Hong Kong : une lutte contre un régime tyrannique

A Hong Kong, la grève générale du 5 août marque une nouvelle étape dans le mouvement de masse qui s’oppose au pouvoir exécutif fantoche, dirigé par Carrie Lam et aux ordres du régime dictatorial de Xi Jinping. Les travailleurs se sont mis en grève dans pratiquement tous les secteurs de l’économie et de l’administration, paralysant les transports urbains et le trafic aérien. Près de 2 500 salariés ont fait grève à l’aéroport international de Hong Kong. Dans les administrations des sept districts du territoire, les salariés ont débrayé massivement. Les grèves ont touché le milieu des enseignants, des agents de sécurité, des travailleurs du bâtiment, et environ 14 000 salariés du secteur métallurgique, machines-outils etc. Des salariés chez Disneyland – près de l’aéroport – se sont mobilisés également. Les routes étaient bloquées par des bus et des camions, y compris le tunnel trans-portuaire qui relie l’île de Hong Kong à Kowloon. Le métro ne fonctionnait pas. Depuis, des milliers de manifestants ont organisé l’occupation de l’aéroport. Action militante que les sbires « communistes » de Xi Jinping n’hésitent pas à qualifier de « terrorisme ».

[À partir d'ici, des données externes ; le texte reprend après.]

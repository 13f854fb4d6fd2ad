use std::net::SocketAddr;
use std::path::PathBuf;
use std::sync::Arc;

use axum::{
    Router, middleware,
    routing::{get, post},
};
use tower_http::cors::CorsLayer;
use tower_http::trace::TraceLayer;
use tracing::info;

use grudge_api::auth::{self, AppState, AppStateInner};
use grudge_api::email::Mailer;
use grudge_api::middleware::require_auth;
use grudge_api::{events, friends, invites, search};

#[tokio::main]
async fn main() -> anyhow::Result<()> {
    // Load .env if present
    let _ = dotenvy::dotenv();

    // Init logging
    tracing_subscriber::fmt()
        .with_env_filter(
            tracing_subscriber::EnvFilter::try_from_default_env()
                .unwrap_or_else(|_| "grudge=debug,tower_http=debug".into()),
        )
        .init();

    // Config
    let jwt_secret =
        std::env::var("GRUDGE_JWT_SECRET").unwrap_or_else(|_| "dev-secret-change-me".into());
    let db_path = std::env::var("GRUDGE_DB_PATH").unwrap_or_else(|_| "grudge.db".into());
    let host = std::env::var("GRUDGE_HOST").unwrap_or_else(|_| "0.0.0.0".into());
    let port: u16 = std::env::var("GRUDGE_PORT")
        .unwrap_or_else(|_| "3000".into())
        .parse()?;
    let app_url =
        std::env::var("GRUDGE_APP_URL").unwrap_or_else(|_| format!("http://localhost:{port}"));

    // Init database
    let db = grudge_db::Database::open(&PathBuf::from(&db_path))?;

    // Shared state
    let state: AppState = Arc::new(AppStateInner {
        db,
        jwt_secret,
        app_url,
        mailer: Mailer::from_env(),
    });

    // Routes
    let public_routes = Router::new()
        .route("/auth/register", post(auth::register))
        .route("/auth/login", post(auth::login))
        .route("/auth/forgot-password", post(auth::forgot_password))
        .route("/auth/reset-password", post(auth::reset_password))
        .route("/invites/{token}", get(invites::invite_info))
        .with_state(state.clone());

    let protected_routes = Router::new()
        .route("/auth/logout", post(auth::logout))
        .route(
            "/disrespects",
            get(events::list_disrespects).post(events::record_disrespect),
        )
        .route("/wins", get(events::list_wins).post(events::record_win))
        .route(
            "/friends",
            get(friends::get_friends)
                .post(friends::send_friend_request)
                .patch(friends::respond_friend_request),
        )
        .route(
            "/friends/{friend_id}/disrespects",
            get(friends::list_friend_disrespects),
        )
        .route("/friends/{friend_id}/wins", get(friends::list_friend_wins))
        .route("/invites", post(invites::create_invite))
        .route("/users/search", get(search::search_users))
        .layer(middleware::from_fn_with_state(state.clone(), require_auth))
        .with_state(state);

    let app = Router::new()
        .merge(public_routes)
        .merge(protected_routes)
        .layer(CorsLayer::permissive())
        .layer(TraceLayer::new_for_http());

    let addr: SocketAddr = format!("{}:{}", host, port).parse()?;
    info!("Grudge server listening on {}", addr);

    let listener = tokio::net::TcpListener::bind(addr).await?;
    axum::serve(listener, app).await?;

    Ok(())
}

Les attaques violentes menées par les hommes de main des triades (mafias chinoises), le 21 juillet dernier à la station de métro de Yuen Long, visaient à intimider les manifestants. Mais c’est l’effet inverse qui s’est produit. Le samedi suivant, 300 000 manifestants ont défilé dans les rues de Hong Kong, se dirigeant vers Yuen Long. La manifestation était déclarée illégale par l’administration, mais cela n’a impressionné personne. Rien ne semble faire peur aux manifestants, désormais. La grève générale du 5 août signifie une extension et un renforcement considérable de la lutte contre le régime. L’administration de Carrie Lam est au pied du mur. Pour le régime de Xi Jinping, l’ampleur et la persistance de la révolte à Hong Kong est une menace potentiellement très dangereuse, surtout dans le contexte du ralentissement de l’économie chinoise dont les répercussions sociales ne tarderont pas à se faire sentir. Le régime craint que la contestation à Hong Kong puisse, à terme, s’étendre vers l’ensemble de la Chine.

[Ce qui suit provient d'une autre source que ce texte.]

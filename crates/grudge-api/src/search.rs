use anyhow::anyhow;
use axum::{
    Extension, Json,
    extract::{Query, State},
};
use serde::Deserialize;
use uuid::Uuid;

use grudge_core::friends::FriendGraph;
use grudge_types::api::{Claims, SearchResponse, SearchUser};

use crate::auth::{AppState, run_domain};
use crate::error::ApiError;

const MAX_RESULTS: u32 = 5;

#[derive(Debug, Deserialize)]
pub struct SearchQuery {
    pub q: Option<String>,
}

/// Substring search over username and display name, each hit annotated
/// with any existing friendship status toward the caller.
pub async fn search_users(
    State(state): State<AppState>,
    Query(query): Query<SearchQuery>,
    Extension(claims): Extension<Claims>,
) -> Result<Json<SearchResponse>, ApiError> {
    let q = query.q.unwrap_or_default().trim().to_lowercase();
    if q.len() < 2 {
        return Ok(Json(SearchResponse { users: vec![] }));
    }

    let viewer = claims.sub;

    let users = run_domain(state, move |db| {
        let rows = db.search_users(&viewer.to_string(), &q, MAX_RESULTS)?;

        let ids = rows
            .iter()
            .map(|r| {
                r.id.parse::<Uuid>()
                    .map_err(|e| anyhow!("bad user id {:?}: {e}", r.id).into())
            })
            .collect::<grudge_core::Result<Vec<Uuid>>>()?;

        let status = FriendGraph::new(db).search_status(viewer, &ids)?;

        Ok(rows
            .into_iter()
            .zip(ids)
            .map(|(row, id)| SearchUser {
                id,
                username: row.username,
                name: row.name,
                friendship_status: status.get(&id).copied(),
            })
            .collect::<Vec<_>>())
    })
    .await?;

    Ok(Json(SearchResponse { users }))
}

Le point de départ du mouvement à Hong Kong était la mobilisation contre un projet d’amendement de la loi relative aux extraditions, prévoyant l’extradition vers la Chine de toute personne considérée comme « hors la loi » – dont notamment les personnes présumées coupables de « crimes » politiques. Cet amendement était perçu, à juste titre, comme une remise en cause de l’autonomie de Hong Kong. Devant l’ampleur massive des protestations, le projet d’amendement a été suspendu, mais pas définitivement enterré. Derrière la question d’une loi d’extradition, il y a bien évidemment, la question du régime politique. Hong Kong a conservé des droits démocratiques qui n’existent pas en Chine continentale, notamment la liberté de la presse, le droit de grève, la liberté d’expression. Hong Kong conserve aussi, même si c’est loin d’être parfait, des procédures d’élection démocratiques et l’interdiction d’arrestations et de d’incarcérations arbitraires. Il y a aussi le droit constitutionnel à un procès équitable. Les manifestants réclament l’instauration du suffrage universel, ainsi que le respect et l’extension des droits démocratiques, comme la liberté d’expression et la liberté de s’organiser. Les droits des femmes, des parents et des enfants sont mieux reconnus à Hong Kong, qui n’a pas connu le traumatisme collectif des avortements forcés, ainsi que la séquestration et la vente pour adoption des enfants dont la naissance n’est pas conforme aux quotas imposés par le PCC. En un mot, ils refusent de vivre sous la dictature tyrannique que le PCC impose au reste de la Chine.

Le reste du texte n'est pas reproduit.